Uma jornada transcendente para ambas cineastas, uma vez que toda a maestria de Leitieres era conhecida pela presença da espiritualidade, ancestralidade da música percussiva. Ao longo do filme, Letieres revisita a juventude em Salvador, o início autodidata e os caminhos que o levaram da prática intuitiva aos estudos na Europa. Também aborda suas contribuições como arranjador, produtor e diretor musical de grandes artistas, e, principalmente, sua pesquisa sobre a herança das matrizes africanas na música popular brasileira.
Mas para além disso, havia o Método Leitieres Leite, o que o levou ao mundo junto com a cultura e a musicalidade da Bahia. O Método Universo Percussivo Baiano (UPB) é fruto de mais de 30 anos de estudos sobre a presença sonora de elementos de matriz africana na sonoridade baiana. E sobre ele o filme também se debruça a partir de uma longa entrevista com o Maestro, que conta seus primeiros contatos com essa musicalidade desde sua infância em Salvador.
“Encarei a montagem como uma experiência quase espiritual. Ouvir suas últimas entrevistas, decidir o que dessas longas conversas permaneceria no filme, pedir licença — ainda que simbolicamente — para decupar, selecionar e cortar seus depoimentos. Nunca me emocionei tanto editando um material. Cada avanço, cada recuo na montagem parecia exigir um gesto de cuidado diante da memória do Maestro. Depois disso, nenhuma música soava da mesma maneira”, lembra Iris.
Para Sena, “é uma honra prestar essa homenagem ao saudoso Letieres Leite, uma personalidade que sempre fez questão de afirmar seu legado, construído ao longo de uma vida dedicada à aprimoração e divulgação da música baiana, suas referências ancestrais e legitimidade. Um músico que traduziu em sua trajetória a inquietação de pesquisa e execução. Uma mente e corpo que não paravam”, lembra Day.
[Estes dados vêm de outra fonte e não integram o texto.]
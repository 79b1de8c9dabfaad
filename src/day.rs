//! Calendar days without a time-of-day component.
//!
//! All comparisons go through the day ordinal (days since the common era),
//! so month and year rollover, leap days and DST shifts never affect them.

use crate::errors::HabitError;
use chrono::{Datelike, Local, NaiveDate};
use serde::{Deserialize, Deserializer, Serialize, Serializer};
use std::{fmt, str::FromStr};

pub const DEFAULT_WINDOW_DAYS: usize = 35;

/// Largest calendar window served over HTTP or accepted from configuration.
pub const MAX_WINDOW_DAYS: usize = 3_660;

const DAY_FORMAT: &str = "%Y-%m-%d";

#[derive(Debug, Clone, Copy, PartialEq, Eq, PartialOrd, Ord, Hash)]
pub struct Day(NaiveDate);

impl Day {
    pub fn from_ymd(year: i32, month: u32, day: u32) -> Option<Self> {
        NaiveDate::from_ymd_opt(year, month, day).map(Self)
    }

    /// Parses a strict `YYYY-MM-DD` string.
    pub fn parse(value: &str) -> Result<Self, HabitError> {
        let bytes = value.as_bytes();
        let shaped = bytes.len() == 10
            && bytes.iter().enumerate().all(|(idx, byte)| match idx {
                4 | 7 => *byte == b'-',
                _ => byte.is_ascii_digit(),
            });
        if !shaped {
            return Err(HabitError::InvalidDate(value.to_string()));
        }

        NaiveDate::parse_from_str(value, DAY_FORMAT)
            .map(Self)
            .map_err(|_| HabitError::InvalidDate(value.to_string()))
    }

    /// The calendar day in the local zone of the running process.
    pub fn today() -> Self {
        Self(Local::now().date_naive())
    }

    pub fn ordinal(self) -> i32 {
        self.0.num_days_from_ce()
    }

    pub fn pred(self) -> Option<Self> {
        self.0.pred_opt().map(Self)
    }

    /// True when `self` falls exactly one calendar day after `prev`.
    pub fn is_next_after(self, prev: Day) -> bool {
        self.ordinal() - prev.ordinal() == 1
    }

    pub(crate) fn date(self) -> NaiveDate {
        self.0
    }
}

impl From<NaiveDate> for Day {
    fn from(date: NaiveDate) -> Self {
        Self(date)
    }
}

impl fmt::Display for Day {
    fn fmt(&self, f: &mut fmt::Formatter<'_>) -> fmt::Result {
        write!(f, "{}", self.0.format(DAY_FORMAT))
    }
}

impl FromStr for Day {
    type Err = HabitError;

    fn from_str(s: &str) -> Result<Self, Self::Err> {
        Self::parse(s)
    }
}

impl Serialize for Day {
    fn serialize<S: Serializer>(&self, serializer: S) -> Result<S::Ok, S::Error> {
        serializer.collect_str(self)
    }
}

impl<'de> Deserialize<'de> for Day {
    fn deserialize<D: Deserializer<'de>>(deserializer: D) -> Result<Self, D::Error> {
        let raw = String::deserialize(deserializer)?;
        Day::parse(&raw).map_err(serde::de::Error::custom)
    }
}

/// The `n` calendar days ending at and including `as_of`, ascending.
/// Stops early at the first representable date.
pub fn generate_day_window(as_of: Day, n: usize) -> Vec<Day> {
    let mut days: Vec<Day> = std::iter::successors(Some(as_of), |day| day.pred())
        .take(n)
        .collect();
    days.reverse();
    days
}

#[cfg(test)]
mod tests {
    use super::*;

    fn day(value: &str) -> Day {
        Day::parse(value).unwrap()
    }

    #[test]
    fn parse_accepts_zero_padded_iso_days() {
        let parsed = day("2024-02-29");
        assert_eq!(parsed, Day::from_ymd(2024, 2, 29).unwrap());
        assert_eq!(parsed.to_string(), "2024-02-29");
    }

    #[test]
    fn parse_rejects_malformed_days() {
        for raw in [
            "",
            "2024-1-05",
            "2024-01-5",
            "24-01-05",
            "2024/01/05",
            "2024-01-05T00:00",
            "2023-02-29",
            "2024-13-01",
            "+024-01-05",
        ] {
            assert!(
                matches!(Day::parse(raw), Err(HabitError::InvalidDate(_))),
                "accepted {raw:?}"
            );
        }
    }

    #[test]
    fn next_day_spans_leap_day_and_month_end() {
        assert!(day("2024-02-29").is_next_after(day("2024-02-28")));
        assert!(day("2023-03-01").is_next_after(day("2023-02-28")));
        assert!(day("2024-01-01").is_next_after(day("2023-12-31")));
        assert!(!day("2024-03-01").is_next_after(day("2024-02-28")));
        assert!(!day("2024-02-28").is_next_after(day("2024-02-28")));
    }

    #[test]
    fn window_crosses_year_boundary() {
        let window = generate_day_window(day("2024-01-05"), 10);
        let rendered: Vec<String> = window.iter().map(ToString::to_string).collect();
        assert_eq!(rendered.len(), 10);
        assert_eq!(rendered.first().map(String::as_str), Some("2023-12-27"));
        assert_eq!(rendered.last().map(String::as_str), Some("2024-01-05"));
        assert!(window.windows(2).all(|pair| pair[1].is_next_after(pair[0])));
    }

    #[test]
    fn window_default_and_empty() {
        assert_eq!(generate_day_window(day("2024-06-15"), DEFAULT_WINDOW_DAYS).len(), 35);
        assert!(generate_day_window(day("2024-06-15"), 0).is_empty());
    }

    #[test]
    fn window_with_huge_count_stops_at_first_date() {
        let near_start = Day::from(NaiveDate::MIN + chrono::Duration::days(2));
        let window = generate_day_window(near_start, usize::MAX);
        assert_eq!(window.len(), 3);
        assert_eq!(window[0], Day::from(NaiveDate::MIN));
        assert_eq!(window.last(), Some(&near_start));

        assert_eq!(generate_day_window(day("2024-01-05"), 100_000).len(), 100_000);
    }

    #[test]
    fn serde_uses_day_string() {
        let json = serde_json::to_string(&day("2024-06-15")).unwrap();
        assert_eq!(json, "\"2024-06-15\"");
        let back: Day = serde_json::from_str(&json).unwrap();
        assert_eq!(back, day("2024-06-15"));
        assert!(serde_json::from_str::<Day>("\"2024-6-15\"").is_err());
    }
}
“O filme convida o espectador a revisitar arquivos sob outras perspectivas, a descobrir camadas, acessar memórias e aprender. Seguimos aprendendo com Letieres — esse músico profundamente baiano, que também forjou sua musicalidade em diálogo com outros territórios. Cabe a esta travessia não apenas preservar suas palavras, mas também lançar ao mundo novas possibilidades de encontro com elas”, conclui Iris de Oliveira.
Abrindo o ano de 2026, chegou a vez dos soteropolitanos assistirem ao filme, no encerramento da 21ª edição do Panorama Internacional Coisa de Cinema, dia 1º de abril, no Cine Glauber Rocha. Haverá debate após a sessão:
18:00 – Sessão de encerramento
“As travessias de Letieres Leite”
Documentário / 84’ / 2026 / Cor / BA / Livre
Leitieres e Fabrício Mota
Day Sena: do primeiro longa ao primeiro curta
Diretora, coordenadora de Produção, Day tem formação técnica em Direção para TV pelo SENAC SP, graduação em Comunicação e pós em Marketing Estratégico e Docência do Ensino Superior.
Como proprietária e diretora da Salamandra Produções, já dirigiu mais de 80 programas de TV, sendo premiada 2 vezes no Festival de Gramado Cine Vídeo, e obras documentais. Atua na consultoria de projetos nacionais e internacionais, uma carreira extensa, reconhecida e em franca ascensão, pois vem aí seu primeiro Curta-Metragem.